**Brief**:
Bring together all lines of the material below that contain the string "Clone".
● ● ● ● ●
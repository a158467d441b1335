// This is free and unencumbered software released into the public domain.

use crate::shared::{PixelFormat, Resolution};
use std::{path::PathBuf, time::Duration};

pub const DEFAULT_DEVICE: &str = "/dev/video0";
pub const DEFAULT_FRAMEBUFFER: &str = "/dev/fb0";
pub const DEFAULT_STORAGE_DIR: &str = "/var/www/ramdisk";
pub const DEFAULT_CAPTURE_TIMEOUT: Duration = Duration::from_secs(2);
pub const DEFAULT_JPEG_QUALITY: u8 = 92;

#[derive(Clone, Debug)]
pub struct CameraConfig {
    pub device: String,
    pub resolution: Resolution,
    pub pixel_format: Option<PixelFormat>,
    pub interval: Duration,
    pub capture_timeout: Duration,
    pub jpeg_quality: u8,
    /// Framebuffer to preview frames on, if any.
    pub display: Option<String>,
    pub upload: Option<UploadConfig>,
    pub storage_dir: PathBuf,
    /// Agent mode: no interactive interruption, quiet output.
    pub agent: bool,
}

impl Default for CameraConfig {
    fn default() -> Self {
        Self {
            device: DEFAULT_DEVICE.into(),
            resolution: Resolution::VGA,
            pixel_format: None,
            interval: Duration::from_millis(100),
            capture_timeout: DEFAULT_CAPTURE_TIMEOUT,
            jpeg_quality: DEFAULT_JPEG_QUALITY,
            display: None,
            upload: None,
            storage_dir: DEFAULT_STORAGE_DIR.into(),
            agent: false,
        }
    }
}

impl CameraConfig {
    pub fn new(resolution: Resolution, interval: Duration) -> Self {
        Self {
            resolution,
            interval,
            ..Default::default()
        }
    }

    pub fn with_device(mut self, device: impl Into<String>) -> Self {
        self.device = device.into();
        self
    }

    pub fn with_pixel_format(mut self, fmt: PixelFormat) -> Self {
        self.pixel_format = Some(fmt);
        self
    }

    pub fn with_capture_timeout(mut self, timeout: Duration) -> Self {
        self.capture_timeout = timeout;
        self
    }

    pub fn with_jpeg_quality(mut self, quality: u8) -> Self {
        self.jpeg_quality = quality.clamp(1, 100);
        self
    }

    pub fn with_display(mut self, framebuffer: impl Into<String>) -> Self {
        self.display = Some(framebuffer.into());
        self
    }

    pub fn with_upload(mut self, upload: UploadConfig) -> Self {
        self.upload = Some(upload);
        self
    }

    pub fn with_storage_dir(mut self, dir: impl Into<PathBuf>) -> Self {
        self.storage_dir = dir.into();
        self
    }

    pub fn with_agent(mut self, enabled: bool) -> Self {
        self.agent = enabled;
        self
    }
}

#[derive(Clone, Debug, PartialEq, Eq)]
pub struct UploadConfig {
    pub host: String,
    pub port: u16,
    /// Server path the form is posted to.
    pub path: String,
    pub timeout: Duration,
}

impl UploadConfig {
    pub const DEFAULT_PORT: u16 = 80;
    pub const DEFAULT_PATH: &'static str = "/upload.php";
    pub const DEFAULT_TIMEOUT: Duration = Duration::from_secs(3);

    pub fn new(host: impl Into<String>) -> Self {
        Self {
            host: host.into(),
            port: Self::DEFAULT_PORT,
            path: Self::DEFAULT_PATH.into(),
            timeout: Self::DEFAULT_TIMEOUT,
        }
    }

    pub fn with_port(mut self, port: u16) -> Self {
        self.port = port;
        self
    }

    pub fn with_path(mut self, path: impl Into<String>) -> Self {
        self.path = path.into();
        self
    }

    pub fn with_timeout(mut self, timeout: Duration) -> Self {
        self.timeout = timeout;
        self
    }
}

impl core::str::FromStr for UploadConfig {
    type Err = String;

    /// Parses `host` or `host:port`.
    fn from_str(s: &str) -> Result<Self, Self::Err> {
        let s = s.trim();
        if s.is_empty() {
            return Err("upload host must not be empty".into());
        }
        match s.rsplit_once(':') {
            Some((host, port)) if !host.is_empty() && !host.ends_with(':') => {
                let port: u16 = port.parse().map_err(|_| format!("invalid port: {port}"))?;
                Ok(Self::new(host).with_port(port))
            },
            _ => Ok(Self::new(s)),
        }
    }
}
● ● ● ● ●
**The answer**:
#[derive(Clone, Debug)]
#[derive(Clone, Debug, PartialEq, Eq)]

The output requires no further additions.